Conformational preferences of triantennary and tetraantennary hybrid N-glycans in aqueous solution: Insights from 20 μs long atomistic molecular dynamic simulations.

In the current study, we have investigated the conformational dynamics of a triantennary ( N- glycan1) and tetraantennary ( N- glycan2) hybrid N- glycans found on the surface of the HIV glycoprotein using 20 μ s long all-atom molecular dynamics (MD) simulations. The main objective of the present study is to elucidate the influence of adding a complex branch on the overall glycan structural dynamics.

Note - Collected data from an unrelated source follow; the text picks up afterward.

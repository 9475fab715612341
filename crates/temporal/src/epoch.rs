//! Conversions between absolute datetimes and numeric epoch offsets.
//!
//! Persisted files store time as seconds since a per-product basetime
//! (e.g. 2000-01-01 for the altimeter swaths, 1970-01-01 for the wave
//! models). Offsets are converted with millisecond resolution, which is
//! plenty for the 1 Hz altimeter sampling.

use chrono::{NaiveDateTime, TimeDelta, Timelike};

/// Converts numeric offsets in seconds since `basetime` into datetimes.
pub fn epoch_offsets_to_datetimes(basetime: NaiveDateTime, secs: &[f64]) -> Vec<NaiveDateTime> {
    secs.iter()
        .map(|&s| basetime + TimeDelta::milliseconds((s * 1000.0).round() as i64))
        .collect()
}

/// Converts datetimes into numeric offsets in seconds since `basetime`.
pub fn datetimes_to_epoch_offsets(basetime: NaiveDateTime, times: &[NaiveDateTime]) -> Vec<f64> {
    times
        .iter()
        .map(|&t| (t - basetime).num_milliseconds() as f64 / 1000.0)
        .collect()
}

/// Rounds a datetime to the nearest full hour (minute >= 30 rounds up).
pub fn hour_rounder(t: NaiveDateTime) -> NaiveDateTime {
    let truncated = t
        .with_minute(0)
        .and_then(|t| t.with_second(0))
        .and_then(|t| t.with_nanosecond(0))
        .expect("zeroing sub-hour fields cannot fail");
    truncated + TimeDelta::hours((t.minute() / 30) as i64)
}

#[cfg(test)]
mod tests {
    use super::*;
    use chrono::NaiveDate;

    fn dt(y: i32, mo: u32, d: u32, h: u32, mi: u32, s: u32) -> NaiveDateTime {
        NaiveDate::from_ymd_opt(y, mo, d)
            .unwrap()
            .and_hms_opt(h, mi, s)
            .unwrap()
    }

    #[test]
    fn offsets_to_datetimes_basic() {
        let base = dt(2000, 1, 1, 0, 0, 0);
        let out = epoch_offsets_to_datetimes(base, &[0.0, 60.0, 86400.0]);
        assert_eq!(out[0], base);
        assert_eq!(out[1], dt(2000, 1, 1, 0, 1, 0));
        assert_eq!(out[2], dt(2000, 1, 2, 0, 0, 0));
    }

    #[test]
    fn offsets_fractional_seconds() {
        let base = dt(2000, 1, 1, 0, 0, 0);
        let out = epoch_offsets_to_datetimes(base, &[0.5]);
        assert_eq!(out[0], base + TimeDelta::milliseconds(500));
    }

    #[test]
    fn round_trip_preserves_offsets() {
        let base = dt(1970, 1, 1, 0, 0, 0);
        let secs = vec![0.0, 1.25, 3600.0, 1_500_000_000.0];
        let times = epoch_offsets_to_datetimes(base, &secs);
        let back = datetimes_to_epoch_offsets(base, &times);
        assert_eq!(back, secs);
    }

    #[test]
    fn hour_rounder_rounds_down() {
        assert_eq!(hour_rounder(dt(2019, 10, 1, 17, 29, 59)), dt(2019, 10, 1, 17, 0, 0));
    }

    #[test]
    fn hour_rounder_rounds_up() {
        assert_eq!(hour_rounder(dt(2019, 10, 1, 17, 30, 0)), dt(2019, 10, 1, 18, 0, 0));
    }

    #[test]
    fn hour_rounder_crosses_midnight() {
        assert_eq!(hour_rounder(dt(2019, 10, 1, 23, 45, 0)), dt(2019, 10, 2, 0, 0, 0));
    }

    #[test]
    fn hour_rounder_on_the_hour_unchanged() {
        assert_eq!(hour_rounder(dt(2019, 10, 1, 12, 0, 0)), dt(2019, 10, 1, 12, 0, 0));
    }
}
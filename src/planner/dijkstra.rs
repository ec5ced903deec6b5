use crate::heap::PriorityQueue;
use crate::planner::keys::PathCost;
use crate::planner::planner::Planner;
use crate::planner::query::Query;
use crate::route::Route;
use tracing::debug;

/// Dijkstra over flights, minimising `C` from any qualifying departure to the
/// destination city.
///
/// The queue has no decrease-key, so improved costs are pushed again and stale
/// entries are dropped when popped. The search always runs until the queue is
/// empty; the answer is then the cheapest flight landing at the destination.
pub(super) fn search<C: PathCost>(planner: &Planner, query: &Query) -> Route {
    let flights = planner.flights();
    let graph = planner.graph();

    let mut costs: Vec<Option<C>> = vec![None; flights.len()];
    let mut previous: Vec<Option<usize>> = vec![None; flights.len()];
    let mut finalized = vec![false; flights.len()];
    let mut queue = PriorityQueue::with_capacity(flights.len());

    for seed in planner.departures(query) {
        let cost = C::seed(&flights[seed]);
        costs[seed] = Some(cost);
        queue.enqueue(cost, seed);
    }
    if queue.is_empty() {
        return Route::empty();
    }

    let mut settled = 0usize;
    while let Some((cost, flight)) = queue.dequeue() {
        if finalized[flight] || costs[flight].is_some_and(|known| known < cost) {
            continue;
        }
        finalized[flight] = true;
        settled += 1;

        // Continuing past the destination can only add flights and fare
        if flights[flight].destination_id == query.to {
            continue;
        }

        for &next in graph.connections(flight) {
            let target = &flights[next];
            if finalized[next] || target.arrival_time > query.window.latest {
                continue;
            }
            let candidate = cost.extend(target);
            if costs[next].is_none_or(|known| candidate < known) {
                costs[next] = Some(candidate);
                previous[next] = Some(flight);
                queue.enqueue(candidate, next);
            }
        }
    }

    let terminal = flights
        .iter()
        .enumerate()
        .filter(|(_, f)| f.destination_id == query.to)
        .filter_map(|(idx, _)| costs[idx].map(|cost| (cost, idx)))
        .min_by(|a, b| a.0.cmp(&b.0));

    debug!(settled, found = terminal.is_some(), "cost search finished");

    let Some((_, last)) = terminal else {
        return Route::empty();
    };
    let mut positions = vec![];
    let mut cursor = Some(last);
    while let Some(flight) = cursor {
        positions.push(flight);
        cursor = previous[flight];
    }
    positions.reverse();
    planner.route_from(positions)
}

Our investigation suggests that the average RMSD value increases when a complex branch is added to N- glycan1. However, the RMSD distribution is relatively wider in the case of N- glycan1 compared to N- glycan2, which indicates that multiple complex branches restrict the conformational variability of glycans. A similar observation is obtained from the principal component analysis of both glycans. All the puckering states ( 4 C 1 to 1 C 4 ) of each monosaccharide except mannose are sampled in our simulations, although the 4 C 1 chair form is energetically more favorable than 1 C 4 . In N- glycan1, the 1-6 linkage in the mannose branch [Man(9)- α (1-6)-Man(5)] stays in the gauche-gauche cluster, whereas it moves towards trans-gauche in N- glycan2. For both glycans, mannose branches are more flexible than the complex branches, and adding a complex branch does not influence the dynamics of the mannose branches. We have noticed that the end-to-end distance of the complex branch shortens by ∼ 10 Å in the presence of another complex branch. This suggests that in the presence of an additional complex branch, the other complex branch adopts a close folded structure. All these conformational changes involve the selective formation of inter-residue and water-mediated hydrogen-bond networks.